This is our program. We are making preliminary arrangements for a world in which after this, very soon now, righteousness is going to attend strictly to its own business and unrighteousness is going to be crowded out. No one will feel that he has time in two or three hundred years from now to go out of his way into some obscure corner of the world and jump on the necks of the wicked.
But this is a matter of form. The main fundamental manful instinct David had—the idea that there should not be any more people dying on crosses than could be helped—that collective society should take hold of Evil and set it down hard in its chair and make it cry seems to many of us absolutely sound. Of course, we feel that it is not for us, those who love righteousness, to jump on the necks of the wicked. We prefer to have it attended to in a more dignified, impersonal way by Society as a whole. So we believe that Society should proceed to making goodness and honesty pay. If Society will not do it we will do it. The world may be against us at first but we will at least clear off a small place on it—in our own business for instance—where our goodness can command the most shrewdness and the most technique—and we will do what we can slowly—one industry at a time, to remove the slander on goodness that goodness is not inefficient, and the slander on the world that goodness cannot be self-supporting, self-respecting (and without disgrace), even comfortable in it.

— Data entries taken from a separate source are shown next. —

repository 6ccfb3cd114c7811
pub mod request_id;
pub mod security_headers;

pub use request_id::{request_id_middleware, RequestId};
pub use security_headers::{security_headers_middleware, SecurityHeadersConfig};
//! HTTP error response conversion
//!
//! Handlers return `Result<impl IntoResponse, HttpAppError>`. Component errors
//! (`StorageError`, `UrlRejection`, `FetchError`, `RehostError`) convert into
//! `HttpAppError` so every failure renders the same JSON body.

use crate::services::{FetchError, RehostError};
use crate::utils::UrlRejection;
use axum::{
    http::{header, StatusCode},
    response::{IntoResponse, Response},
    Json,
};
use serde::Serialize;
use utoipa::ToSchema;
use waypoint_core::constants::NO_STORE;
use waypoint_core::{AppError, ErrorMetadata, LogLevel};
use waypoint_storage::StorageError;

#[derive(Debug, Serialize, ToSchema)]
pub struct ErrorResponse {
    pub error: String,
    #[serde(skip_serializing_if = "Option::is_none")]
    pub details: Option<String>,
    #[serde(skip_serializing_if = "Option::is_none")]
    pub error_type: Option<String>,
    /// Machine-readable error code for programmatic handling
    pub code: String,
    /// Whether this error is recoverable (can be retried)
    pub recoverable: bool,
    /// Suggested action for the client (e.g., "Retry after a short delay")
    #[serde(skip_serializing_if = "Option::is_none")]
    pub suggested_action: Option<String>,
}

/// Wrapper type for AppError to implement IntoResponse
/// This is necessary because of Rust's orphan rules - we can't implement
/// IntoResponse (external trait) for AppError (external type from waypoint-core)
#[derive(Debug)]
pub struct HttpAppError(pub AppError);

impl From<AppError> for HttpAppError {
    fn from(err: AppError) -> Self {
        HttpAppError(err)
    }
}

impl From<anyhow::Error> for HttpAppError {
    fn from(err: anyhow::Error) -> Self {
        HttpAppError(AppError::InternalWithSource {
            message: err.to_string(),
            source: err,
        })
    }
}

fn log_error(error: &AppError) {
    let error_type = error.error_type();
    match error.log_level() {
        LogLevel::Debug => {
            tracing::debug!(error = %error, error_type = error_type, "Error occurred");
        }
        LogLevel::Warn => {
            tracing::warn!(error = %error, error_type = error_type, "Error occurred");
        }
        LogLevel::Error => {
            tracing::error!(error = %error, error_type = error_type, "Error occurred");
        }
    }
}

fn is_production_env() -> bool {
    std::env::var("ENVIRONMENT")
        .or_else(|_| std::env::var("APP_ENV"))
        .map(|env| env.to_lowercase() == "production" || env.to_lowercase() == "prod")
        .unwrap_or(false)
}

impl IntoResponse for HttpAppError {
    fn into_response(self) -> Response {
        let app_error = &self.0;
        let is_production = is_production_env();

        let status = StatusCode::from_u16(app_error.http_status_code())
            .unwrap_or(StatusCode::INTERNAL_SERVER_ERROR);

        log_error(app_error);

        // Always hide details in production; elsewhere only for sensitive errors.
        let body = if is_production || app_error.is_sensitive() {
            ErrorResponse {
                error: app_error.client_message(),
                details: None,
                error_type: None,
                code: app_error.error_code().to_string(),
                recoverable: app_error.is_recoverable(),
                suggested_action: app_error.suggested_action().map(String::from),
            }
        } else {
            ErrorResponse {
                error: app_error.client_message(),
                details: Some(app_error.detailed_message()),
                error_type: Some(app_error.error_type().to_string()),
                code: app_error.error_code().to_string(),
                recoverable: app_error.is_recoverable(),
                suggested_action: app_error.suggested_action().map(String::from),
            }
        };

        (status, [(header::CACHE_CONTROL, NO_STORE)], Json(body)).into_response()
    }
}

// Convert domain errors to HttpAppError (avoids orphan rule: we impl for local HttpAppError)

impl From<StorageError> for HttpAppError {
    fn from(err: StorageError) -> Self {
        let app = match err {
            StorageError::NotFound(msg) => AppError::NotFound(msg),
            StorageError::UploadFailed(msg)
            | StorageError::DownloadFailed(msg)
            | StorageError::BackendError(msg) => AppError::Storage(msg),
            StorageError::AlreadyExists(key) => {
                AppError::Storage(format!("object already exists: {}", key))
            }
            StorageError::InvalidKey(msg) => AppError::InvalidInput(msg),
            StorageError::IoError(err) => AppError::Internal(format!("IO error: {}", err)),
            StorageError::ConfigError(msg) => AppError::Configuration(msg),
        };
        HttpAppError(app)
    }
}

impl From<UrlRejection> for HttpAppError {
    fn from(err: UrlRejection) -> Self {
        let app = match err {
            UrlRejection::Malformed(msg) => AppError::InvalidInput(format!("Invalid URL: {}", msg)),
            blocked => AppError::BlockedTarget(blocked.to_string()),
        };
        HttpAppError(app)
    }
}

impl From<FetchError> for HttpAppError {
    fn from(err: FetchError) -> Self {
        let app = match err {
            FetchError::UpstreamStatus(status) => AppError::UpstreamNotFound(status.to_string()),
            FetchError::NotAnImage(content_type) => AppError::NotAnImage(content_type),
            FetchError::TooLarge { limit } => {
                AppError::PayloadTooLarge(format!("Image exceeds {} bytes", limit))
            }
            FetchError::Blocked(rejection) => return rejection.into(),
            other @ (FetchError::NotHtml(_) | FetchError::Timeout | FetchError::Request(_)) => {
                AppError::UpstreamFailure(other.to_string())
            }
        };
        HttpAppError(app)
    }
}

impl From<RehostError> for HttpAppError {
    fn from(err: RehostError) -> Self {
        match err {
            RehostError::Rejected(rejection) => rejection.into(),
            RehostError::Fetch(fetch) => fetch.into(),
            RehostError::Storage(storage) => storage.into(),
            RehostError::NoPublicUrl => HttpAppError(AppError::Configuration(
                "storage backend has no public URL".to_string(),
            )),
        }
    }
}

#[cfg(test)]
mod tests {
    use super::*;
    use std::net::{IpAddr, Ipv4Addr};

    fn status_of(err: impl Into<HttpAppError>) -> u16 {
        let HttpAppError(app_err) = err.into();
        app_err.http_status_code()
    }

    #[test]
    fn test_from_storage_error_not_found() {
        let storage_err = StorageError::NotFound("cached/external/a.jpg".to_string());
        let HttpAppError(app_err) = storage_err.into();
        match app_err {
            AppError::NotFound(msg) => assert_eq!(msg, "cached/external/a.jpg"),
            _ => panic!("Expected NotFound variant"),
        }
    }

    #[test]
    fn test_from_storage_error_already_exists() {
        let HttpAppError(app_err) = StorageError::AlreadyExists("k".to_string()).into();
        assert!(matches!(app_err, AppError::Storage(_)));
    }

    #[test]
    fn test_url_rejection_statuses() {
        assert_eq!(status_of(UrlRejection::Malformed("relative URL".into())), 400);
        assert_eq!(status_of(UrlRejection::BlockedHost("localhost".into())), 400);
        assert_eq!(
            status_of(UrlRejection::BlockedIp(IpAddr::V4(Ipv4Addr::LOCALHOST))),
            400
        );
    }

    #[test]
    fn test_fetch_error_statuses() {
        assert_eq!(status_of(FetchError::UpstreamStatus(403)), 404);
        assert_eq!(status_of(FetchError::NotAnImage("text/html".into())), 415);
        assert_eq!(status_of(FetchError::TooLarge { limit: 10 }), 413);
        assert_eq!(status_of(FetchError::Timeout), 500);
        assert_eq!(status_of(FetchError::Request("reset".into())), 500);
        assert_eq!(
            status_of(FetchError::Blocked(UrlRejection::BlockedHost("localhost".into()))),
            400
        );
    }

    #[test]
    fn test_no_public_url_is_configuration_error() {
        let HttpAppError(app_err) = RehostError::NoPublicUrl.into();
        assert_eq!(app_err.error_code(), "CONFIGURATION_ERROR");
    }

    #[test]
    fn test_error_response_has_no_store() {
        let response = HttpAppError(AppError::InvalidInput("url is required".into())).into_response();
        assert_eq!(response.status(), StatusCode::BAD_REQUEST);
        assert_eq!(
            response.headers().get(header::CACHE_CONTROL).unwrap(),
            "no-store"
        );
    }
}
use crate::error::{ErrorResponse, HttpAppError};
use crate::handlers::required_url;
use crate::state::IngestState;
use crate::utils::validate_image_url;
use axum::{
    extract::{Query, State},
    http::{header, StatusCode},
    response::{IntoResponse, Response},
};
use waypoint_core::constants::IMAGE_PROXY_CACHE_CONTROL;
use waypoint_core::models::ExternalUrlQuery;

/// Stream an external image through the server
#[utoipa::path(
    get,
    path = "/api/image-proxy",
    tag = "images",
    params(ExternalUrlQuery),
    responses(
        (status = 200, description = "Image bytes with the upstream content type", content_type = "image/*"),
        (status = 400, description = "Missing, malformed or blocked url", body = ErrorResponse),
        (status = 404, description = "Upstream returned a non-success status", body = ErrorResponse),
        (status = 413, description = "Image larger than the configured limit", body = ErrorResponse),
        (status = 415, description = "Upstream content is not an image", body = ErrorResponse),
        (status = 500, description = "Upstream request failed", body = ErrorResponse)
    )
)]
#[tracing::instrument(skip(ingest, query), fields(url = ?query.url, operation = "image_proxy"))]
pub async fn image_proxy(
    State(ingest): State<IngestState>,
    Query(query): Query<ExternalUrlQuery>,
) -> Result<Response, HttpAppError> {
    let raw = required_url(query.url.as_deref())?;
    let url = validate_image_url(raw)?;

    let image = ingest.fetcher.fetch_image(&url).await?;

    Ok((
        StatusCode::OK,
        [(header::CONTENT_TYPE, image.content_type)],
        [(header::CACHE_CONTROL, IMAGE_PROXY_CACHE_CONTROL)],
        image.bytes,
    )
        .into_response())
}
//! Database setup and initialization

use anyhow::{Context, Result};
use sqlx::postgres::PgPoolOptions;
use sqlx::PgPool;
use std::sync::Arc;
use std::time::Duration;
use waypoint_core::Config;
use waypoint_db::{VoteOptionRepository, VoteOptionStore};

/// Connect to the database when one is configured.
///
/// Failures are logged and yield `None`; the backfill endpoint then reports
/// the missing database.
pub async fn setup_database(config: &Config) -> Option<Arc<dyn VoteOptionStore>> {
    let Some(database_url) = config.database_url() else {
        tracing::warn!("DATABASE_URL not set, backfill endpoint disabled");
        return None;
    };

    match connect(config, database_url).await {
        Ok(pool) => Some(Arc::new(VoteOptionRepository::new(pool))),
        Err(e) => {
            tracing::error!(error = %format!("{:#}", e), "Database setup failed, backfill endpoint disabled");
            None
        }
    }
}

async fn connect(config: &Config, database_url: &str) -> Result<PgPool> {
    tracing::info!("Connecting to database...");
    let pool = PgPoolOptions::new()
        .max_connections(config.db_max_connections())
        .acquire_timeout(Duration::from_secs(config.db_timeout_seconds()))
        .idle_timeout(Duration::from_secs(600))
        .max_lifetime(Duration::from_secs(1800))
        .connect(database_url)
        .await
        .context("Failed to connect to database")?;

    tracing::info!(
        max_connections = config.db_max_connections(),
        "Database connected successfully"
    );

    if config.run_migrations() {
        waypoint_db::run_migrations(&pool)
            .await
            .context("Failed to run database migrations")?;
        tracing::info!("Database migrations applied");
    }

    Ok(pool)
}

The old hymn with which many of us are familiar is well and true enough. But it does not seem that standing up for Jesus is the most important point in the world just now. A great many people are doing it. What we need more is people who will stand up for the world. When people who are standing up for the world stand and sing “Stand up for Jesus” it will begin to count. Let four hundred Nons sing it; and we will all go to church.
If nine of the people out of ten who are singing “Stand up for Jesus” would stand up for the world, that is, if they would stop trading with their grocer when they find he slides in regularly one bad orange out of twelve and promptly look up a grocer who does not do such things, and trade with him, it would not be necessary for people to do as they so often do nowadays, fall back on a little wistful half discouraged last resort like “standing up for Jesus.”
Standing up for the world means standing by men who believe in it, standing by men who make everything they do in business a declaration of their faith in God and their faith in the credit of human nature, men who put up money daily in their advertising, their buying and selling, on the loyalty, common sense, brains, courage, goodness, and righteous indignation of the people.